Exercise prompt:
Of all the lines below, output only those starting at the one with "Run watch mode" and ending at the one with "let mut scheduler", both ends included, exactly as written.
---- Excerpted records
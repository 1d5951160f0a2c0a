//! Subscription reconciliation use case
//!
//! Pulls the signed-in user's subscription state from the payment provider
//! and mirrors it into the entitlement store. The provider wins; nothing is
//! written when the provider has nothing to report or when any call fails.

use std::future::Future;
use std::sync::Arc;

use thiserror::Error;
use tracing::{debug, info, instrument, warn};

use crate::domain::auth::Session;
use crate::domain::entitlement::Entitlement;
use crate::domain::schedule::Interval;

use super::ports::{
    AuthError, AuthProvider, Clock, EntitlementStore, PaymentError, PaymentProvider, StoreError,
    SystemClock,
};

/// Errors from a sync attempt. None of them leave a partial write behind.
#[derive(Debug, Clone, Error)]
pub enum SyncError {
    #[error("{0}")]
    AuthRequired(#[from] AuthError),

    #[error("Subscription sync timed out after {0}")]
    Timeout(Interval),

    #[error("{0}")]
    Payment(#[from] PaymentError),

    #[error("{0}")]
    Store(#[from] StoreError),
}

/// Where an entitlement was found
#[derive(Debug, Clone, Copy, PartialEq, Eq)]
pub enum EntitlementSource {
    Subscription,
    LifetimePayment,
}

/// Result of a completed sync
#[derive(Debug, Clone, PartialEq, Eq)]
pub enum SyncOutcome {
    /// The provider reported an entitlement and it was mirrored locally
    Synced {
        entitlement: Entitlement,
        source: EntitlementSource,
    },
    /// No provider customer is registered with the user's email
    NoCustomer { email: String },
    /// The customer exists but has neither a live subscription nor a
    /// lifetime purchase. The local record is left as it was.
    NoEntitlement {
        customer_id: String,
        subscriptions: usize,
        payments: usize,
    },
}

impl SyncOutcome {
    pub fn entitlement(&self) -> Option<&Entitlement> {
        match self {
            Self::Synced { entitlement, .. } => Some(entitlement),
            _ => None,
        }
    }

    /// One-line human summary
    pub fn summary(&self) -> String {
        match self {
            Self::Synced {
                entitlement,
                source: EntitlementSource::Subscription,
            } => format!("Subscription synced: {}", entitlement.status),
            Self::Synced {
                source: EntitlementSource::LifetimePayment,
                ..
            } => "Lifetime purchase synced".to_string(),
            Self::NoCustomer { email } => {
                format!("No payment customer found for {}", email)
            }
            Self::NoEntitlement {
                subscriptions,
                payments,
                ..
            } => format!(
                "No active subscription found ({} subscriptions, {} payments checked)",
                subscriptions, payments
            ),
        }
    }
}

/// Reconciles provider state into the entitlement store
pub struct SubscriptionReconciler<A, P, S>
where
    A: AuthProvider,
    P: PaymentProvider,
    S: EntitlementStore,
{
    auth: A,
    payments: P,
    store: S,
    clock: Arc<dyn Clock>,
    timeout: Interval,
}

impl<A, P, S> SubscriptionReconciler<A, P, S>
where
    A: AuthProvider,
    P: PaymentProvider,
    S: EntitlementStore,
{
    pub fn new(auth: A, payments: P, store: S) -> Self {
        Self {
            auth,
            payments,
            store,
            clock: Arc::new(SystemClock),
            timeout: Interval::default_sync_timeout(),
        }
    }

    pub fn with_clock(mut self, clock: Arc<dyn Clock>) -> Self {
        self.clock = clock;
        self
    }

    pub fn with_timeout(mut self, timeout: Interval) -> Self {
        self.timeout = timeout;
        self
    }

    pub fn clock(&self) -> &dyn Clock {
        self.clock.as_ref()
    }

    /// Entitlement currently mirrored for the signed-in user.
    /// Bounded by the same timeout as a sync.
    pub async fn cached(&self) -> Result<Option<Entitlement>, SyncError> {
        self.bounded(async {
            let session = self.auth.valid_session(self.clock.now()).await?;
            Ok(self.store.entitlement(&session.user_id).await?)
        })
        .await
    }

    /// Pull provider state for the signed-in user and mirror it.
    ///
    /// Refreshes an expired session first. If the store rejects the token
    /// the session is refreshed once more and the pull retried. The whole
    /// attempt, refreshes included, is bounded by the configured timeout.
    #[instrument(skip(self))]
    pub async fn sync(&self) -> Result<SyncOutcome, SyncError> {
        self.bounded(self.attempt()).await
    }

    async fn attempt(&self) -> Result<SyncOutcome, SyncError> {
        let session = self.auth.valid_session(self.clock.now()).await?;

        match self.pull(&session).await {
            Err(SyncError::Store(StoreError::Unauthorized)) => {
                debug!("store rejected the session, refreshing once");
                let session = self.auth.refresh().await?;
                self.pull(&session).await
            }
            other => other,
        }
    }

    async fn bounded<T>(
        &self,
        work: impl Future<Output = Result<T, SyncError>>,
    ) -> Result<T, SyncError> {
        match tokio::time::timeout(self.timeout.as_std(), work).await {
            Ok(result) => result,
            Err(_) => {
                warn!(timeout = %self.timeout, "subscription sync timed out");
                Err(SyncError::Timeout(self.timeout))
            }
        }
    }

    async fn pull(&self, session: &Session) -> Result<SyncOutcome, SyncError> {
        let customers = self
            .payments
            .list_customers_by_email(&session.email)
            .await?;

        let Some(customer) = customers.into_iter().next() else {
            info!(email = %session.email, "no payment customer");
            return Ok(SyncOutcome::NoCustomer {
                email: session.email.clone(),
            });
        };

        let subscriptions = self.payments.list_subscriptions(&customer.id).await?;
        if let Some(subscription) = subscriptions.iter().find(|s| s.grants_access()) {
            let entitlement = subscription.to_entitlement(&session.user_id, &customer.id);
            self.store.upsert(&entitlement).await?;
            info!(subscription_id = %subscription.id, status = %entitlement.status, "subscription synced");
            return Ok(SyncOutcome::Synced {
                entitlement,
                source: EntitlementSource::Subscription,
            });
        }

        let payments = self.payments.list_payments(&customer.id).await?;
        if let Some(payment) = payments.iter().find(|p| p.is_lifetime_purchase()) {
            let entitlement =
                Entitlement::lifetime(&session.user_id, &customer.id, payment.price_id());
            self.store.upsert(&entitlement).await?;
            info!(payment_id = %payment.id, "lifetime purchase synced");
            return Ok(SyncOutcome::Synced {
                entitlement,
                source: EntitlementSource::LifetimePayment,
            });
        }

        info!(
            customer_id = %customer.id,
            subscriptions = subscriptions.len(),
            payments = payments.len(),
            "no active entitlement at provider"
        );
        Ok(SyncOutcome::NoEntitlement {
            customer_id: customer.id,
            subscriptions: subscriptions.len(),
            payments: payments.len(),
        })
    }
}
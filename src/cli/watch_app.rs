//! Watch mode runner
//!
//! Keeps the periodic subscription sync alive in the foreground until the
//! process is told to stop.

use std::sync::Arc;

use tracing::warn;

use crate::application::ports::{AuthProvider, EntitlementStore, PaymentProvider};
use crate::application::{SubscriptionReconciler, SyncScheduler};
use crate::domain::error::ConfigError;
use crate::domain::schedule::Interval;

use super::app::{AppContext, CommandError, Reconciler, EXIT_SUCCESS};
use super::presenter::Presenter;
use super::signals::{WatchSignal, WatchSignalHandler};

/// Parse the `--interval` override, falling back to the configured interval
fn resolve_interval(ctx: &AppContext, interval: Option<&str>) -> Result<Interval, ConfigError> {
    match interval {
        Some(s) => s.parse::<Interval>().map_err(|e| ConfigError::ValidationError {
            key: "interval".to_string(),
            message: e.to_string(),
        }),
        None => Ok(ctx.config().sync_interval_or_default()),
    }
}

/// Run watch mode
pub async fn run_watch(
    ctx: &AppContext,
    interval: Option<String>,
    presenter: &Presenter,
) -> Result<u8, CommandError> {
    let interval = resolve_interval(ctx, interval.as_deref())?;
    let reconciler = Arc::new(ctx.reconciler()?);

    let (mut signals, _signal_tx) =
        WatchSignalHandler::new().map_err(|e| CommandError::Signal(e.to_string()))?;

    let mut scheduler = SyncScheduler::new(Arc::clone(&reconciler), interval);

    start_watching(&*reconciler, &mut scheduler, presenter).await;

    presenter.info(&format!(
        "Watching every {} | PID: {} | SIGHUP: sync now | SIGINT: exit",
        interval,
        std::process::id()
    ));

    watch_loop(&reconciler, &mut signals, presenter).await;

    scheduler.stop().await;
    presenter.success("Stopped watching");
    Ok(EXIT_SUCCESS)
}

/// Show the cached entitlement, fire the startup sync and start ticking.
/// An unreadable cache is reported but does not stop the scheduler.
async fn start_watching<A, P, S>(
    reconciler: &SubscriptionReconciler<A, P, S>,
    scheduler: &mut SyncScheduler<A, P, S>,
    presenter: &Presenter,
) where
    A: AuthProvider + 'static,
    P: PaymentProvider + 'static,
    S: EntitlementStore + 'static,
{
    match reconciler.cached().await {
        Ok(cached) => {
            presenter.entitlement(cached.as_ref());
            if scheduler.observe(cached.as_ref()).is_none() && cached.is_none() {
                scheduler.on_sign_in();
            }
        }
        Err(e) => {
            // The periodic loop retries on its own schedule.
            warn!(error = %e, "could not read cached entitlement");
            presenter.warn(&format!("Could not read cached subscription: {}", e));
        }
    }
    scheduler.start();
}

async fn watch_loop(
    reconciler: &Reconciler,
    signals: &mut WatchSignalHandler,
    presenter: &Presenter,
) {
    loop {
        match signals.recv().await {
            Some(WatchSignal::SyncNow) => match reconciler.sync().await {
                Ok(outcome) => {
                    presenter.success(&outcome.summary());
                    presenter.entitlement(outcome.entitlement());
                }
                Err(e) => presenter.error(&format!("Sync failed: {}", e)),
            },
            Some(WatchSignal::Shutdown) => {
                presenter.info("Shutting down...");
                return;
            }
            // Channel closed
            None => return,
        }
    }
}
--------
Exercise output:
/// Run watch mode
pub async fn run_watch(
    ctx: &AppContext,
    interval: Option<String>,
    presenter: &Presenter,
) -> Result<u8, CommandError> {
    let interval = resolve_interval(ctx, interval.as_deref())?;
    let reconciler = Arc::new(ctx.reconciler()?);

    let (mut signals, _signal_tx) =
        WatchSignalHandler::new().map_err(|e| CommandError::Signal(e.to_string()))?;

    let mut scheduler = SyncScheduler::new(Arc::clone(&reconciler), interval);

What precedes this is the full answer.